「 和を以って貴しと為せ 」
聖徳太子(574-622)は推古天皇の摂政として活躍しました。
大きな事績は以下のとおりです。
①崇仏論争で蘇我馬子とともに戦い、仏教興隆の基盤を形成しました。
②603年に冠位十二階、604年に憲法十七条を制定しました。
③法隆寺・四天王寺を造営しました。
このころは、「日本」という国名も定かではなく、年号も制定されていません。
律令国家体制の整備が始まるのも、およそ半世紀後のことです。
律令体制が本格的に運用され、中央集権国家にふさわしい本格的な都が造営されるのは710年のことです。

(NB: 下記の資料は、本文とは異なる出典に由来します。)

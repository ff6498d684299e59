//! Error taxonomy for the backup lifecycle.

use thiserror::Error;

#[derive(Error, Debug)]
pub enum LifecycleError {
    /// Bad configuration, invalid output directory, missing required manifest path.
    #[error("Configuration error: {0}")]
    Config(String),

    /// Checksum mismatch or an archive that cannot be decoded.
    #[error("Integrity error: {0}")]
    Integrity(String),

    /// A required external tool or key is missing.
    #[error("Tool unavailable: {0}")]
    ToolUnavailable(String),

    /// Archive layout is not a single top-level directory.
    #[error("Archive structure error: {0}")]
    Structure(String),

    #[error("Encryption error: {0}")]
    Encryption(String),

    #[error("Compression error: {0}")]
    Compression(String),

    #[error("Service error: {0}")]
    Service(String),

    #[error("File not found: {0}")]
    FileNotFound(String),

    /// The operator declined a confirmation prompt.
    #[error("Aborted: {0}")]
    Aborted(String),

    #[error("Interrupted by signal")]
    Interrupted,

    #[error("I/O error: {0}")]
    Io(#[from] std::io::Error),

    #[error("Serialization error: {0}")]
    Serialization(#[from] serde_json::Error),
}

impl LifecycleError {
    /// Process exit code for this error class.
    pub fn exit_code(&self) -> u8 {
        match self {
            LifecycleError::Config(_) => 2,
            LifecycleError::Integrity(_) => 3,
            LifecycleError::ToolUnavailable(_) => 4,
            LifecycleError::Structure(_) => 5,
            LifecycleError::Interrupted => 130,
            _ => 1,
        }
    }

    /// Short remediation hint shown next to the error.
    pub fn hint(&self) -> Option<&'static str> {
        match self {
            LifecycleError::Config(_) => Some("check the configuration file and command-line flags"),
            LifecycleError::Integrity(_) => {
                Some("re-run with --skip-verify only if you trust the source")
            }
            LifecycleError::ToolUnavailable(_) => {
                Some("install gnupg and import the recipient key, or run without --encrypt")
            }
            LifecycleError::Structure(_) => {
                Some("the archive was not produced by this tool; inspect it with `tar -tf`")
            }
            LifecycleError::Encryption(_) => {
                Some("check the recipient key or passphrase; the plaintext archive was kept")
            }
            LifecycleError::Service(_) => {
                Some("check the service stop/start commands in the [services] section")
            }
            LifecycleError::Interrupted => Some("re-run the command; temporary files were removed"),
            _ => None,
        }
    }
}

pub type Result<T> = std::result::Result<T, LifecycleError>;

#[cfg(test)]
mod tests {
    use super::*;

    #[test]
    fn test_exit_codes_distinguish_error_classes() {
        assert_eq!(LifecycleError::Config("x".into()).exit_code(), 2);
        assert_eq!(LifecycleError::Integrity("x".into()).exit_code(), 3);
        assert_eq!(LifecycleError::ToolUnavailable("x".into()).exit_code(), 4);
        assert_eq!(LifecycleError::Structure("x".into()).exit_code(), 5);
        assert_eq!(LifecycleError::Interrupted.exit_code(), 130);
        assert_eq!(LifecycleError::Service("x".into()).exit_code(), 1);
    }

    #[test]
    fn test_integrity_hint_mentions_skip_verify() {
        let hint = LifecycleError::Integrity("mismatch".into()).hint().unwrap();
        assert!(hint.contains("--skip-verify"));
    }
}
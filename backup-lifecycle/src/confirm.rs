//! Interactive confirmation gate.

use std::io::{self, BufRead, IsTerminal, Write};
use tracing::warn;

pub trait Confirm {
    fn confirm(&self, prompt: &str) -> bool;
}

/// Asks on stderr and reads a line from stdin. Declines when stdin is not a terminal.
pub struct TerminalPrompt;

impl Confirm for TerminalPrompt {
    fn confirm(&self, prompt: &str) -> bool {
        let stdin = io::stdin();
        if !stdin.is_terminal() {
            warn!("{} (no terminal; pass --yes to proceed non-interactively)", prompt);
            return false;
        }

        eprint!("{} [y/N] ", prompt);
        let _ = io::stderr().flush();
        let mut answer = String::new();
        if stdin.lock().read_line(&mut answer).is_err() {
            return false;
        }
        is_yes(&answer)
    }
}

/// `--yes`: every prompt is accepted.
pub struct AssumeYes;

impl Confirm for AssumeYes {
    fn confirm(&self, _prompt: &str) -> bool {
        true
    }
}

fn is_yes(answer: &str) -> bool {
    matches!(answer.trim().to_ascii_lowercase().as_str(), "y" | "yes")
}
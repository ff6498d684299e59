//! Test doubles for the tool and service seams.

use crate::archive::CompressionFormat;
use crate::services::ServiceManager;
use crate::tools::{ArchiveMember, EncryptionKey, SystemTools, ToolRunner, Trailer};
use crate::utils::errors::{LifecycleError, Result};
use std::cell::RefCell;
use std::collections::HashSet;
use std::fs;
use std::path::{Path, PathBuf};

const FAKE_MAGIC: &[u8] = b"FAKEGPG1\n";

/// Real archive handling, fake encryption.
///
/// Ciphertext is `FAKEGPG1\n<key label>\n` followed by the plaintext XORed
/// with 0x5a; decryption only succeeds with the same key label.
pub struct FakeTools {
    inner: SystemTools,
    keys: HashSet<String>,
    fail_encrypt: bool,
    fail_decrypt: bool,
    fail_decompress: bool,
    remove_before_compress: Option<PathBuf>,
}

impl FakeTools {
    pub fn with_keys(keys: &[&str]) -> Self {
        Self {
            inner: SystemTools::default(),
            keys: keys.iter().map(|k| k.to_string()).collect(),
            fail_encrypt: false,
            fail_decrypt: false,
            fail_decompress: false,
            remove_before_compress: None,
        }
    }

    pub fn failing_encrypt(mut self) -> Self {
        self.fail_encrypt = true;
        self
    }

    pub fn failing_decrypt(mut self) -> Self {
        self.fail_decrypt = true;
        self
    }

    pub fn failing_decompress(mut self) -> Self {
        self.fail_decompress = true;
        self
    }

    /// Delete `path` after collection, just before the archive is written.
    pub fn removing_before_compress(mut self, path: impl Into<PathBuf>) -> Self {
        self.remove_before_compress = Some(path.into());
        self
    }

    fn label(key: &EncryptionKey) -> Result<String> {
        match key {
            EncryptionKey::Recipient(id) => Ok(format!("recipient:{}", id)),
            EncryptionKey::PassphraseFile(path) => Ok(format!(
                "passphrase:{}",
                fs::read_to_string(path)?.trim()
            )),
            EncryptionKey::Keyring => Ok("keyring".to_string()),
        }
    }
}

fn xor(bytes: &[u8]) -> Vec<u8> {
    bytes.iter().map(|b| b ^ 0x5a).collect()
}

impl ToolRunner for FakeTools {
    fn compress(
        &self,
        members: &[ArchiveMember],
        trailer: Trailer<'_>,
        dest: &Path,
        format: CompressionFormat,
    ) -> Result<()> {
        if let Some(path) = &self.remove_before_compress {
            fs::remove_file(path)?;
        }
        self.inner.compress(members, trailer, dest, format)
    }

    fn decompress(&self, archive: &Path, format: CompressionFormat, dest_dir: &Path) -> Result<()> {
        if self.fail_decompress {
            // Leave something behind so cleanup is observable.
            fs::write(dest_dir.join("partial"), b"half-extracted")?;
            return Err(LifecycleError::Integrity("injected extraction failure".to_string()));
        }
        self.inner.decompress(archive, format, dest_dir)
    }

    fn list(&self, archive: &Path, format: CompressionFormat) -> Result<Vec<PathBuf>> {
        self.inner.list(archive, format)
    }

    fn checksum(&self, path: &Path) -> Result<String> {
        self.inner.checksum(path)
    }

    fn check_encryption(&self, key: &EncryptionKey) -> Result<()> {
        match key {
            EncryptionKey::Recipient(id) if !self.keys.contains(id) => Err(
                LifecycleError::ToolUnavailable(format!("no public key for recipient '{}'", id)),
            ),
            EncryptionKey::PassphraseFile(path) if !path.is_file() => Err(LifecycleError::Config(
                format!("passphrase file {} does not exist", path.display()),
            )),
            EncryptionKey::Keyring => Err(LifecycleError::Config(
                "encryption requires a recipient or a passphrase file".to_string(),
            )),
            _ => Ok(()),
        }
    }

    fn encrypt(&self, input: &Path, output: &Path, key: &EncryptionKey) -> Result<()> {
        if self.fail_encrypt {
            fs::write(output, b"trunc")?;
            return Err(LifecycleError::Encryption("injected encryption failure".to_string()));
        }
        let mut bytes = FAKE_MAGIC.to_vec();
        bytes.extend_from_slice(Self::label(key)?.as_bytes());
        bytes.push(b'\n');
        bytes.extend(xor(&fs::read(input)?));
        fs::write(output, bytes)?;
        Ok(())
    }

    fn decrypt(&self, input: &Path, output: &Path, key: &EncryptionKey) -> Result<()> {
        if self.fail_decrypt {
            fs::write(output, b"garbage")?;
            return Err(LifecycleError::Encryption("injected decryption failure".to_string()));
        }
        let bytes = fs::read(input)?;
        let body = bytes
            .strip_prefix(FAKE_MAGIC)
            .ok_or_else(|| LifecycleError::Encryption("not a fake ciphertext".to_string()))?;
        let split = body
            .iter()
            .position(|b| *b == b'\n')
            .ok_or_else(|| LifecycleError::Encryption("truncated fake ciphertext".to_string()))?;
        let label = String::from_utf8_lossy(&body[..split]).to_string();

        let authorized = match key {
            EncryptionKey::Keyring => label
                .strip_prefix("recipient:")
                .map(|id| self.keys.contains(id))
                .unwrap_or(false),
            other => Self::label(other)? == label,
        };
        if !authorized {
            return Err(LifecycleError::Encryption("decryption failed: no secret key".to_string()));
        }
        fs::write(output, xor(&body[split + 1..]))?;
        Ok(())
    }
}

/// Records stop/start calls.
#[derive(Default)]
pub struct RecordingServices {
    pub calls: RefCell<Vec<String>>,
    pub fail_stop: bool,
    pub fail_start: bool,
}

impl RecordingServices {
    pub fn calls(&self) -> Vec<String> {
        self.calls.borrow().clone()
    }
}

impl ServiceManager for RecordingServices {
    fn stop(&self, services: &[String]) -> Result<()> {
        self.calls.borrow_mut().push(format!("stop {}", services.join(" ")));
        if self.fail_stop {
            return Err(LifecycleError::Service("injected stop failure".to_string()));
        }
        Ok(())
    }

    fn start(&self, services: &[String]) -> Result<()> {
        self.calls.borrow_mut().push(format!("start {}", services.join(" ")));
        if self.fail_start {
            return Err(LifecycleError::Service("injected start failure".to_string()));
        }
        Ok(())
    }
}

/// Create files (and their parents) under `root`.
pub fn write_tree(root: &Path, files: &[(&str, &[u8])]) {
    for (rel, bytes) in files {
        let path = root.join(rel);
        if let Some(parent) = path.parent() {
            fs::create_dir_all(parent).unwrap();
        }
        fs::write(path, bytes).unwrap();
    }
}

/// Number of entries directly inside `dir`.
pub fn entry_count(dir: &Path) -> usize {
    fs::read_dir(dir).map(|d| d.count()).unwrap_or(0)
}
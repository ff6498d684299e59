//! Archive naming, compression formats and the on-disk catalog.
//!
//! Archives are named `<prefix>-<YYYYMMDD-HHMMSS>.<ext>` where `ext` is one of
//! `tar.gz`, `tar.bz2`, `tar.xz` or `tar.zst`, optionally followed by `.gpg`
//! once the Encryption Wrapper has run.

pub mod builder;
pub mod manifest;

use crate::integrity::ChecksumRecord;
use chrono::{DateTime, Local, NaiveDateTime};
use serde::{Deserialize, Serialize};
use std::fmt;
use std::fs;
use std::io::Read;
use std::path::{Path, PathBuf};
use std::str::FromStr;

/// Suffix appended to encrypted artifacts.
pub const ENCRYPTED_SUFFIX: &str = "gpg";

/// Timestamp layout embedded in archive names.
pub const TIMESTAMP_FORMAT: &str = "%Y%m%d-%H%M%S";

#[derive(Debug, Clone, Copy, PartialEq, Eq, Hash, Serialize, Deserialize, clap::ValueEnum)]
#[serde(rename_all = "lowercase")]
pub enum CompressionFormat {
    Gzip,
    Bzip2,
    Xz,
    Zstd,
}

impl CompressionFormat {
    pub const ALL: [CompressionFormat; 4] = [
        CompressionFormat::Gzip,
        CompressionFormat::Bzip2,
        CompressionFormat::Xz,
        CompressionFormat::Zstd,
    ];

    pub fn extension(self) -> &'static str {
        match self {
            CompressionFormat::Gzip => "tar.gz",
            CompressionFormat::Bzip2 => "tar.bz2",
            CompressionFormat::Xz => "tar.xz",
            CompressionFormat::Zstd => "tar.zst",
        }
    }

    /// Match a file name (without any `.gpg` suffix) against the known extensions.
    pub fn from_file_name(name: &str) -> Option<Self> {
        Self::ALL
            .into_iter()
            .find(|format| name.ends_with(&format!(".{}", format.extension())))
    }

    /// Sniff the compression format from the leading magic bytes of a file.
    pub fn detect(path: &Path) -> std::io::Result<Option<Self>> {
        let mut magic = [0u8; 6];
        let mut file = fs::File::open(path)?;
        let mut read = 0;
        while read < magic.len() {
            let n = file.read(&mut magic[read..])?;
            if n == 0 {
                break;
            }
            read += n;
        }
        let magic = &magic[..read];

        let format = if magic.starts_with(&[0x1f, 0x8b]) {
            Some(CompressionFormat::Gzip)
        } else if magic.starts_with(b"BZh") {
            Some(CompressionFormat::Bzip2)
        } else if magic.starts_with(&[0xfd, b'7', b'z', b'X', b'Z', 0x00]) {
            Some(CompressionFormat::Xz)
        } else if magic.starts_with(&[0x28, 0xb5, 0x2f, 0xfd]) {
            Some(CompressionFormat::Zstd)
        } else {
            None
        };
        Ok(format)
    }
}

impl fmt::Display for CompressionFormat {
    fn fmt(&self, f: &mut fmt::Formatter<'_>) -> fmt::Result {
        let name = match self {
            CompressionFormat::Gzip => "gzip",
            CompressionFormat::Bzip2 => "bzip2",
            CompressionFormat::Xz => "xz",
            CompressionFormat::Zstd => "zstd",
        };
        f.write_str(name)
    }
}

impl FromStr for CompressionFormat {
    type Err = String;

    fn from_str(s: &str) -> Result<Self, Self::Err> {
        match s.to_ascii_lowercase().as_str() {
            "gzip" | "gz" => Ok(CompressionFormat::Gzip),
            "bzip2" | "bz2" => Ok(CompressionFormat::Bzip2),
            "xz" => Ok(CompressionFormat::Xz),
            "zstd" | "zst" => Ok(CompressionFormat::Zstd),
            other => Err(format!(
                "unsupported compression format '{}' (expected gzip, bzip2, xz or zstd)",
                other
            )),
        }
    }
}

/// Parsed archive file name.
#[derive(Debug, Clone, PartialEq, Eq)]
pub struct ArchiveName {
    pub prefix: String,
    pub timestamp: NaiveDateTime,
    pub format: CompressionFormat,
    pub encrypted: bool,
}

impl ArchiveName {
    pub fn new(prefix: &str, at: DateTime<Local>, format: CompressionFormat) -> Self {
        // Archive names carry second precision only.
        let stamp = at.format(TIMESTAMP_FORMAT).to_string();
        let timestamp = NaiveDateTime::parse_from_str(&stamp, TIMESTAMP_FORMAT)
            .unwrap_or_else(|_| at.naive_local());
        Self {
            prefix: prefix.to_string(),
            timestamp,
            format,
            encrypted: false,
        }
    }

    /// `<prefix>-<timestamp>`, also the name of the archive's top-level directory.
    pub fn stem(&self) -> String {
        format!("{}-{}", self.prefix, self.timestamp.format(TIMESTAMP_FORMAT))
    }

    pub fn file_name(&self) -> String {
        let plain = format!("{}.{}", self.stem(), self.format.extension());
        if self.encrypted {
            format!("{}.{}", plain, ENCRYPTED_SUFFIX)
        } else {
            plain
        }
    }

    pub fn encrypted(&self) -> Self {
        Self {
            encrypted: true,
            ..self.clone()
        }
    }

    pub fn parse(file_name: &str) -> Option<Self> {
        let (plain, encrypted) = split_encrypted(file_name);
        let format = CompressionFormat::from_file_name(plain)?;
        let stem = plain.strip_suffix(&format!(".{}", format.extension()))?;

        // "YYYYMMDD-HHMMSS" is 15 characters, preceded by '-'.
        if stem.len() < 17 || !stem.is_char_boundary(stem.len() - 16) {
            return None;
        }
        let (prefix, rest) = stem.split_at(stem.len() - 16);
        let stamp = rest.strip_prefix('-')?;
        let timestamp = NaiveDateTime::parse_from_str(stamp, TIMESTAMP_FORMAT).ok()?;
        if prefix.is_empty() {
            return None;
        }

        Some(Self {
            prefix: prefix.to_string(),
            timestamp,
            format,
            encrypted,
        })
    }
}

/// Split a trailing `.gpg` off a file name.
pub fn split_encrypted(file_name: &str) -> (&str, bool) {
    match file_name.strip_suffix(&format!(".{}", ENCRYPTED_SUFFIX)) {
        Some(plain) => (plain, true),
        None => (file_name, false),
    }
}

/// Format and encryption implied by a file name, if it has a recognized extension.
pub fn classify(file_name: &str) -> Option<(CompressionFormat, bool)> {
    let (plain, encrypted) = split_encrypted(file_name);
    CompressionFormat::from_file_name(plain).map(|format| (format, encrypted))
}

/// A sealed artifact on disk.
#[derive(Debug, Clone)]
pub struct Archive {
    pub path: PathBuf,
    pub name: ArchiveName,
    pub size: u64,
    pub checksum: ChecksumRecord,
}

impl Archive {
    pub fn encrypted(&self) -> bool {
        self.name.encrypted
    }

    pub fn format(&self) -> CompressionFormat {
        self.name.format
    }
}

/// One archive found in an output directory.
#[derive(Debug, Clone)]
pub struct CatalogEntry {
    pub path: PathBuf,
    pub name: ArchiveName,
    pub size: u64,
    pub has_checksum: bool,
}

/// Contents of an output directory.
#[derive(Debug, Default)]
pub struct Catalog {
    /// Archives, newest first.
    pub archives: Vec<CatalogEntry>,
    /// Sidecars whose archive no longer exists.
    pub orphaned_checksums: Vec<PathBuf>,
}

impl Catalog {
    pub fn scan(dir: &Path) -> std::io::Result<Self> {
        let mut catalog = Catalog::default();
        if !dir.exists() {
            return Ok(catalog);
        }

        for entry in fs::read_dir(dir)?.filter_map(|e| e.ok()) {
            let path = entry.path();
            let file_name = entry.file_name().to_string_lossy().to_string();
            let Ok(file_type) = entry.file_type() else {
                continue;
            };
            if !file_type.is_file() {
                continue;
            }

            if let Some(subject) = ChecksumRecord::subject_of_sidecar(&file_name) {
                if !dir.join(subject).exists() {
                    catalog.orphaned_checksums.push(path);
                }
                continue;
            }

            if let Some(name) = ArchiveName::parse(&file_name) {
                let size = entry.metadata().map(|m| m.len()).unwrap_or(0);
                let has_checksum = ChecksumRecord::sidecar_path(&path).exists();
                catalog.archives.push(CatalogEntry {
                    path,
                    name,
                    size,
                    has_checksum,
                });
            }
        }

        catalog
            .archives
            .sort_by(|a, b| b.name.timestamp.cmp(&a.name.timestamp).then_with(|| b.path.cmp(&a.path)));
        catalog.orphaned_checksums.sort();
        Ok(catalog)
    }

    /// Archives with the given prefix, newest first.
    pub fn with_prefix<'a>(&'a self, prefix: &'a str) -> impl Iterator<Item = &'a CatalogEntry> + 'a {
        self.archives.iter().filter(move |entry| entry.name.prefix == prefix)
    }
}

#[cfg(test)]
mod tests {
    use super::*;
    use chrono::TimeZone;
    use tempfile::TempDir;

    fn sample_name() -> ArchiveName {
        let at = Local.with_ymd_and_hms(2024, 3, 9, 14, 5, 7).unwrap();
        ArchiveName::new("ai-stack", at, CompressionFormat::Gzip)
    }

    #[test]
    fn test_archive_file_name() {
        let name = sample_name();
        assert_eq!(name.stem(), "ai-stack-20240309-140507");
        assert_eq!(name.file_name(), "ai-stack-20240309-140507.tar.gz");
        assert_eq!(name.encrypted().file_name(), "ai-stack-20240309-140507.tar.gz.gpg");
    }

    #[test]
    fn test_parse_round_trips_names() {
        let name = sample_name().encrypted();
        let parsed = ArchiveName::parse(&name.file_name()).unwrap();
        assert_eq!(parsed, name);

        let dashed = ArchiveName::parse("my-ai-stack-20240101-000000.tar.xz").unwrap();
        assert_eq!(dashed.prefix, "my-ai-stack");
        assert_eq!(dashed.format, CompressionFormat::Xz);
        assert!(!dashed.encrypted);
    }

    #[test]
    fn test_parse_rejects_foreign_names() {
        assert!(ArchiveName::parse("backup.zip").is_none());
        assert!(ArchiveName::parse("backup.tar.gz").is_none());
        assert!(ArchiveName::parse("-20240101-000000.tar.gz").is_none());
        assert!(ArchiveName::parse("x-20241301-000000.tar.gz").is_none());
    }

    #[test]
    fn test_classify_extensions() {
        assert_eq!(classify("a.tar.bz2"), Some((CompressionFormat::Bzip2, false)));
        assert_eq!(classify("a.tar.zst.gpg"), Some((CompressionFormat::Zstd, true)));
        assert_eq!(classify("a.tgz"), None);
    }

    #[test]
    fn test_format_from_str() {
        assert_eq!("GZIP".parse::<CompressionFormat>().unwrap(), CompressionFormat::Gzip);
        assert_eq!("bz2".parse::<CompressionFormat>().unwrap(), CompressionFormat::Bzip2);
        assert!("lz4".parse::<CompressionFormat>().is_err());
    }

    #[test]
    fn test_detect_magic_bytes() -> std::io::Result<()> {
        let dir = TempDir::new()?;
        let gz = dir.path().join("x");
        fs::write(&gz, [0x1f, 0x8b, 0x08, 0x00])?;
        assert_eq!(CompressionFormat::detect(&gz)?, Some(CompressionFormat::Gzip));

        let unknown = dir.path().join("y");
        fs::write(&unknown, b"PK")?;
        assert_eq!(CompressionFormat::detect(&unknown)?, None);
        Ok(())
    }

    #[test]
    fn test_catalog_scan_orders_and_flags_orphans() -> std::io::Result<()> {
        let dir = TempDir::new()?;
        fs::write(dir.path().join("ai-stack-20240101-000000.tar.gz"), b"old")?;
        fs::write(dir.path().join("ai-stack-20240102-000000.tar.gz"), b"new")?;
        fs::write(
            dir.path().join("ai-stack-20240102-000000.tar.gz.sha256"),
            b"00  ai-stack-20240102-000000.tar.gz\n",
        )?;
        fs::write(dir.path().join("gone-20240101-000000.tar.gz.sha256"), b"x")?;
        fs::write(dir.path().join("notes.txt"), b"ignored")?;

        let catalog = Catalog::scan(dir.path())?;
        assert_eq!(catalog.archives.len(), 2);
        assert_eq!(
            catalog.archives[0].path.file_name().unwrap(),
            "ai-stack-20240102-000000.tar.gz"
        );
        assert!(catalog.archives[0].has_checksum);
        assert!(!catalog.archives[1].has_checksum);
        assert_eq!(catalog.orphaned_checksums.len(), 1);
        Ok(())
    }
}
//! Directory traversal for archive collection.
//!
//! Walks one manifest entry and reports every directory, file and symlink
//! beneath it, pruning excluded subtrees (the backup output directory, for
//! instance) before descending into them.

use std::path::{Path, PathBuf};
use walkdir::{DirEntry, WalkDir};

/// Options for directory walking. Symlinks are reported, never followed.
#[derive(Debug, Clone, Default)]
pub struct WalkOptions {
    /// Absolute subtrees never entered
    pub exclude_roots: Vec<PathBuf>,
}

#[derive(Debug, Clone, Copy, PartialEq, Eq)]
pub enum EntryKind {
    File,
    Dir,
    Symlink,
}

/// Information about a path discovered during walking
#[derive(Debug, Clone)]
pub struct FileInfo {
    /// Full path
    pub path: PathBuf,

    /// Path relative to the walk base
    pub relative_path: PathBuf,

    /// File size in bytes (0 for directories and symlinks)
    pub size: u64,

    pub kind: EntryKind,
}

/// Result of walking one tree; unreadable paths are reported, not fatal.
#[derive(Debug, Default)]
pub struct WalkOutcome {
    pub entries: Vec<FileInfo>,
    pub errors: Vec<(PathBuf, String)>,
}

impl FileInfo {
    fn from_entry(entry: &DirEntry, base: &Path) -> std::io::Result<Self> {
        let metadata = entry.metadata()?;
        let path = entry.path().to_path_buf();
        let relative_path = path.strip_prefix(base).unwrap_or(&path).to_path_buf();

        let file_type = entry.file_type();
        let (kind, size) = if file_type.is_symlink() {
            (EntryKind::Symlink, 0)
        } else if file_type.is_dir() {
            (EntryKind::Dir, 0)
        } else {
            (EntryKind::File, metadata.len())
        };

        Ok(Self {
            path,
            relative_path,
            size,
            kind,
        })
    }
}

/// Walk `start` (a file or directory under `base`), yielding entries in
/// sorted order with paths relative to `base`.
pub fn walk_tree(base: &Path, start: &Path, options: &WalkOptions) -> WalkOutcome {
    let mut outcome = WalkOutcome::default();

    let iter = WalkDir::new(start)
        .follow_links(false)
        .sort_by_file_name()
        .into_iter()
        .filter_entry(|entry| !should_exclude(entry, options));

    for entry in iter {
        match entry {
            Ok(entry) => match FileInfo::from_entry(&entry, base) {
                Ok(info) => outcome.entries.push(info),
                Err(e) => outcome.errors.push((entry.path().to_path_buf(), e.to_string())),
            },
            Err(e) => {
                let path = e.path().map(Path::to_path_buf).unwrap_or_else(|| start.to_path_buf());
                outcome.errors.push((path, e.to_string()));
            }
        }
    }

    outcome
}

fn should_exclude(entry: &DirEntry, options: &WalkOptions) -> bool {
    options
        .exclude_roots
        .iter()
        .any(|root| entry.path().starts_with(root))
}

#[cfg(test)]
mod tests {
    use super::*;
    use std::fs;
    use tempfile::TempDir;

    fn file_count(outcome: &WalkOutcome) -> usize {
        outcome.entries.iter().filter(|e| e.kind != EntryKind::Dir).count()
    }

    #[test]
    fn test_walk_with_subdirectories() -> std::io::Result<()> {
        let temp_dir = TempDir::new()?;
        let base = temp_dir.path();

        fs::create_dir(base.join("subdir"))?;
        fs::write(base.join("file1.txt"), b"content1")?;
        fs::write(base.join("subdir/file2.txt"), b"content2")?;

        let outcome = walk_tree(base, base, &WalkOptions::default());
        assert!(outcome.errors.is_empty());
        assert_eq!(file_count(&outcome), 2);
        assert_eq!(outcome.entries.iter().map(|e| e.size).sum::<u64>(), 16);

        let relative: Vec<_> = outcome.entries.iter().map(|e| e.relative_path.clone()).collect();
        assert!(relative.contains(&PathBuf::from("subdir")));
        assert!(relative.contains(&PathBuf::from("subdir/file2.txt")));

        Ok(())
    }

    #[test]
    fn test_walk_single_file_relative_to_base() -> std::io::Result<()> {
        let temp_dir = TempDir::new()?;
        let base = temp_dir.path();
        fs::write(base.join(".env"), b"KEY=1")?;

        let outcome = walk_tree(base, &base.join(".env"), &WalkOptions::default());
        assert_eq!(outcome.entries.len(), 1);
        assert_eq!(outcome.entries[0].relative_path, PathBuf::from(".env"));
        assert_eq!(outcome.entries[0].kind, EntryKind::File);

        Ok(())
    }

    #[test]
    fn test_exclude_roots_prunes_subtree() -> std::io::Result<()> {
        let temp_dir = TempDir::new()?;
        let base = temp_dir.path();
        fs::create_dir_all(base.join("backups"))?;
        fs::write(base.join("backups/old.tar.gz"), b"archive")?;
        fs::write(base.join("keep.txt"), b"keep")?;

        let options = WalkOptions {
            exclude_roots: vec![base.join("backups")],
            ..WalkOptions::default()
        };
        let outcome = walk_tree(base, base, &options);
        assert!(outcome
            .entries
            .iter()
            .all(|e| !e.path.starts_with(base.join("backups"))));
        assert_eq!(file_count(&outcome), 1);

        Ok(())
    }

    #[test]
    #[cfg(unix)]
    fn test_symlinks_are_not_followed() -> std::io::Result<()> {
        let temp_dir = TempDir::new()?;
        let base = temp_dir.path();
        fs::write(base.join("target.txt"), b"data")?;
        std::os::unix::fs::symlink(base.join("target.txt"), base.join("link"))?;

        let outcome = walk_tree(base, base, &WalkOptions::default());
        let link = outcome
            .entries
            .iter()
            .find(|e| e.relative_path == PathBuf::from("link"))
            .unwrap();
        assert_eq!(link.kind, EntryKind::Symlink);

        Ok(())
    }

    #[test]
    fn test_missing_start_reports_error() {
        let temp_dir = TempDir::new().unwrap();
        let base = temp_dir.path();
        let outcome = walk_tree(base, &base.join("nope"), &WalkOptions::default());
        assert!(outcome.entries.is_empty());
        assert_eq!(outcome.errors.len(), 1);
    }
}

そのとき、[歴史]が記述されました。『古事記』と『日本書紀』です。
そこでは、天皇はアマテラス以来の神々の系譜に連なる高貴な血筋とされ、異国の宗教である仏教との関係は明確にされませんでした。
奈良時代になると、鎮護国家の思想に基づき東大寺を中心に国分寺・国分尼寺が各国に建てられ、仏教は国家宗教的な色合いを帯びてきます。
このとき、天皇(王法)と仏教(仏法)との関係が問題になっていきます。
そこで注目されたのは、天皇家の血筋をひきながら仏法の導入に主導的な力を果たした聖徳太子です。
8世紀後半には,絵伝が制作され、善男善女に作善を勧める法師が現れたようです。
その後も聖徳太子信仰は広まっていき、院政期には現在・未来に寿福をもたらす観音の化身として定着しました。
現在残っている聖徳太子絵伝のもっとも古いものは、延久元年(1069)法隆寺東院絵殿に秦致貞(はたのむねさだ)が描いた障子絵とされています。
鎌倉時代になると、太子信仰は隆盛の一途をたどり、親鸞をはじめとして,鎌倉時代新仏教の祖師たちが日本仏教の祖と仰いで信奉するに至ります。
庶民は、死者の追善や浄土への引摂を願いました。為政者は、王法仏法相即の体現者として信仰の対象としました。